The study of Powe et al stratified different physiological GDM subtypes according to insulin sensitivity and secretion below P25 in women with NGT by using the Matsuda and Stumvoll indices [5]. The Matsuda and Stumvoll indices have been used to calculate the glucose disposition index [21]. However, this has been criticised since a true rectangular hyperbolic relationship between insulin sensitivity and insulin secretion has only been established for the ISSI-2 and the insulinogenic index/fasting insulin [22, 23]. Moreover, all women with GDM (across all degrees of insulin resistance) have impaired beta cell dysfunction compared with women with NGT, as also shown by the different measures of insulin secretion in our study. Since there is a continuous relationship between the degree of hyperglycaemia and adverse pregnancy outcomes, the definition of GDM is based on consensus and any stratification of GDM into different subtypes will inherently be limited due to the classification of a continuous variable into categories. However, we feel that stratification of GDM based on underlying physiological processes adds to our knowledge on differences in phenotype and pregnancy complications across different GDM subtypes based on different degrees of insulin resistance. This might help to better tailor the management of GDM during pregnancy and at long-term follow-up after delivery to prevent complications.

Despite differences in phenotype and underlying insulin sensitivity, the rate of glucose intolerance in the early postpartum period was not significantly different across the different GDM subtypes in our study. This might be related to the overall small population of women with GDM in our study. The overall rate of glucose intolerance in the early postpartum period was 18.5%, which is much lower than the rate of 42.2% that we previously reported in women with GDM diagnosed using a two-step screening strategy with a GCT and the 2013 WHO criteria [24]. The use of a universal one-step diagnostic approach with the 75 g OGTT and the 2013 WHO criteria for GDM probably results in a greater proportion of women being diagnosed with mild forms of GDM, and these women might have less impaired beta cell dysfunction than women who are diagnosed using both a GCT and OGTT. Long-term data are needed to evaluate whether the long-term risk of developing type 2 diabetes and an adverse cardiometabolic profile differs across GDM subtypes, as this might help to develop more targeted prevention programmes.

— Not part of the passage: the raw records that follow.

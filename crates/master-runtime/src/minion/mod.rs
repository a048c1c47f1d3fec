//! # Minion Client
//!
//! The minion side of the protocol: answer the challenge, unwrap the session
//! key, then open job publications and seal results.
//!
//! Execution itself is delegated to a [`JobExecutor`]; the client only ever
//! hands it payloads that decrypted under the session key and name the JID
//! they were published under.

use std::sync::Arc;

use async_trait::async_trait;
use fm_02_auth_handshake::challenge_message;
use fm_03_secure_channel::{ChannelError, ChannelState, Direction, SecureChannel};
use shared_crypto::{CryptoError, RsaKeyPair, SecretKey};
use shared_types::{
    AuthStatus, IdentityError, JobId, JobPayload, JobResult, MinionId, SealedFrame, SessionId,
    WireMessage, MAX_FRAME_LEN,
};
use thiserror::Error;
use tokio::io::{AsyncRead, AsyncWrite};
use tracing::{debug, info};

use crate::transport::{read_message, write_message, FrameError};

/// Runs a decrypted job on the minion.
#[async_trait]
pub trait JobExecutor: Send + Sync {
    /// Execute `payload` as `minion_id`.
    async fn execute(&self, minion_id: &MinionId, payload: JobPayload) -> JobResult;
}

/// Minion-side failures.
#[derive(Debug, Error)]
pub enum MinionError {
    /// Framing or socket failure.
    #[error(transparent)]
    Frame(#[from] FrameError),

    /// The master closed the connection. An invalid ID ends this way, since
    /// the master sends no response to it.
    #[error("Connection closed by master")]
    Closed,

    /// The master sent a message that does not fit the protocol step.
    #[error("Unexpected message: expected {expected}, got {got}")]
    Unexpected {
        /// What the step expected.
        expected: &'static str,
        /// What arrived.
        got: &'static str,
    },

    /// The handshake ended without a session.
    #[error("Authentication not accepted: {0:?}")]
    NotAccepted(AuthStatus),

    /// Key handling failed.
    #[error(transparent)]
    Crypto(#[from] CryptoError),

    /// The master accepted an ID the local sanitizer refuses.
    #[error(transparent)]
    Identity(#[from] IdentityError),

    /// A job frame did not open.
    #[error(transparent)]
    Channel(#[from] ChannelError),

    /// The sealed payload names a different job than its envelope.
    #[error("Payload for job {payload} arrived as job {envelope}")]
    JobMismatch {
        /// JID on the `JOB_PUBLISH` envelope.
        envelope: JobId,
        /// JID inside the sealed payload.
        payload: JobId,
    },
}

/// Connects a minion identity to a master.
pub struct MinionClient {
    raw_id: String,
    keypair: Arc<RsaKeyPair>,
    max_frame_len: usize,
    wait_while_pending: bool,
}

impl MinionClient {
    /// `raw_id` is sent as-is; the master decides whether it is valid.
    pub fn new(raw_id: impl Into<String>, keypair: Arc<RsaKeyPair>) -> Self {
        Self {
            raw_id: raw_id.into(),
            keypair,
            max_frame_len: MAX_FRAME_LEN,
            wait_while_pending: false,
        }
    }

    /// Keep the connection open after a `pending` response and wait for
    /// the master's final answer. Requires `pending_hold` on the master.
    #[must_use]
    pub fn wait_while_pending(mut self, wait: bool) -> Self {
        self.wait_while_pending = wait;
        self
    }

    /// The ID this client claims.
    #[must_use]
    pub fn raw_id(&self) -> &str {
        &self.raw_id
    }

    /// Run the handshake over `stream`.
    ///
    /// # Errors
    ///
    /// `NotAccepted` for a pending, rejected or denied key, `Closed` when the
    /// master hangs up without answering.
    pub async fn connect<S>(&self, mut stream: S) -> Result<MinionConnection<S>, MinionError>
    where
        S: AsyncRead + AsyncWrite + Unpin,
    {
        let nonce = match read_message(&mut stream, self.max_frame_len).await? {
            Some(WireMessage::Challenge { nonce }) => nonce,
            Some(other) => return Err(unexpected("CHALLENGE", &other)),
            None => return Err(MinionError::Closed),
        };

        let request = WireMessage::AuthRequest {
            raw_id: self.raw_id.clone(),
            public_key_pem: self.keypair.public_key().to_pem()?,
            signature: self.keypair.sign(&challenge_message(&nonce, &self.raw_id)),
            nonce,
        };
        write_message(&mut stream, &request, self.max_frame_len).await?;

        loop {
            let (status, session_id, wrapped) = match read_message(&mut stream, self.max_frame_len).await? {
                Some(WireMessage::AuthResponse {
                    status,
                    session_id,
                    encrypted_session_key,
                }) => (status, session_id, encrypted_session_key),
                Some(other) => return Err(unexpected("AUTH_RESPONSE", &other)),
                None => return Err(MinionError::Closed),
            };

            match (status, session_id, wrapped) {
                (AuthStatus::Accepted, Some(session_id), Some(wrapped)) => {
                    let key = SecretKey::from_slice(&self.keypair.unwrap_key(&wrapped)?)?;
                    let minion_id = MinionId::parse(&self.raw_id)?;
                    info!(minion = %minion_id, session = %session_id, "Authenticated with master");
                    return Ok(MinionConnection {
                        minion_id,
                        session_id,
                        channel: ChannelState::new(session_id, key),
                        stream,
                        max_frame_len: self.max_frame_len,
                    });
                }
                (AuthStatus::Accepted, _, _) => {
                    return Err(MinionError::Unexpected {
                        expected: "session key",
                        got: "AUTH_RESPONSE without key",
                    })
                }
                (AuthStatus::Pending, _, _) if self.wait_while_pending => {
                    debug!(raw_id = %self.raw_id, "Key pending, waiting for operator");
                }
                (status, _, _) => return Err(MinionError::NotAccepted(status)),
            }
        }
    }
}

/// An authenticated connection.
pub struct MinionConnection<S> {
    minion_id: MinionId,
    session_id: SessionId,
    channel: ChannelState,
    stream: S,
    max_frame_len: usize,
}

impl<S> MinionConnection<S>
where
    S: AsyncRead + AsyncWrite + Unpin,
{
    /// Our validated ID.
    #[must_use]
    pub fn minion_id(&self) -> &MinionId {
        &self.minion_id
    }

    /// Session assigned by the master.
    #[must_use]
    pub fn session_id(&self) -> SessionId {
        self.session_id
    }

    /// Channel state, for inspecting sequence counters.
    #[must_use]
    pub fn channel(&self) -> &ChannelState {
        &self.channel
    }

    /// Wait for the next job. `Ok(None)` when the master closes the
    /// connection.
    pub async fn next_job(&mut self) -> Result<Option<JobPayload>, MinionError> {
        let (jid, frame) = match read_message(&mut self.stream, self.max_frame_len).await? {
            Some(WireMessage::JobPublish { jid, frame }) => (jid, frame),
            Some(other) => return Err(unexpected("JOB_PUBLISH", &other)),
            None => return Ok(None),
        };

        let payload: JobPayload =
            SecureChannel::open_json(&self.channel, Direction::MasterToMinion, &frame)?;
        if payload.jid != jid {
            return Err(MinionError::JobMismatch {
                envelope: jid,
                payload: payload.jid,
            });
        }
        Ok(Some(payload))
    }

    /// Seal and send a result. Returns the frame that was sent.
    pub async fn send_return(&mut self, jid: &JobId, result: &JobResult) -> Result<SealedFrame, MinionError> {
        let frame = SecureChannel::seal_json(&self.channel, Direction::MinionToMaster, result)?;
        self.send_frame(jid, frame.clone()).await?;
        Ok(frame)
    }

    /// Send an already sealed frame.
    pub async fn send_frame(&mut self, jid: &JobId, frame: SealedFrame) -> Result<(), MinionError> {
        let message = WireMessage::JobReturn {
            jid: jid.clone(),
            frame,
        };
        write_message(&mut self.stream, &message, self.max_frame_len).await?;
        Ok(())
    }

    /// Execute jobs until the master closes the connection.
    ///
    /// Returns the number of jobs run.
    pub async fn run(mut self, executor: &dyn JobExecutor) -> Result<usize, MinionError> {
        let mut handled = 0;
        while let Some(payload) = self.next_job().await? {
            let jid = payload.jid.clone();
            debug!(minion = %self.minion_id, jid = %jid, fun = %payload.fun, "Executing job");
            let result = executor.execute(&self.minion_id, payload).await;
            self.send_return(&jid, &result).await?;
            handled += 1;
        }
        Ok(handled)
    }
}

fn unexpected(expected: &'static str, got: &WireMessage) -> MinionError {
    MinionError::Unexpected {
        expected,
        got: got.name(),
    }
}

Here, we have presented the largest study to date on the characteristics of and pregnancy outcomes across different physiological GDM subtypes based on different degrees of insulin resistance. Moreover, women without GDM could be further stratified into those with an abnormal GCT and those with a normal GCT. In addition, we provide data on the risk of glucose intolerance in the early postpartum period. Limitations of the study are the small sample sizes for the GDM subgroups and the lack of a control group to compare postpartum OGTT results. In addition, we have no data on the long-term postpartum risk of glucose intolerance.

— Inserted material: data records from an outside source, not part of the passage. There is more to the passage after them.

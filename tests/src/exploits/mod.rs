//! # Attack Simulations
//!
//! Hostile minions probing the identity boundary: IDs and JIDs that try to
//! escape the master's storage tree, impersonation with a foreign key, and
//! frames replayed or re-addressed to other sessions.

pub mod identity;
pub mod impersonation;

In conclusion, we have shown that different GDM subtypes have distinct phenotypes and differential risks of adverse pregnancy outcomes. GDM with high insulin resistance represents a more adverse metabolic profile with a greater risk of adverse pregnancy outcomes than those seen in women with NGT. In addition, insulin-sensitive women with GDM had a similar phenotype and similar pregnancy outcomes as women with NGT. There were no differences in the need for insulin treatment during pregnancy or in the rate of glucose intolerance in the early postpartum period between the different GDM subtypes.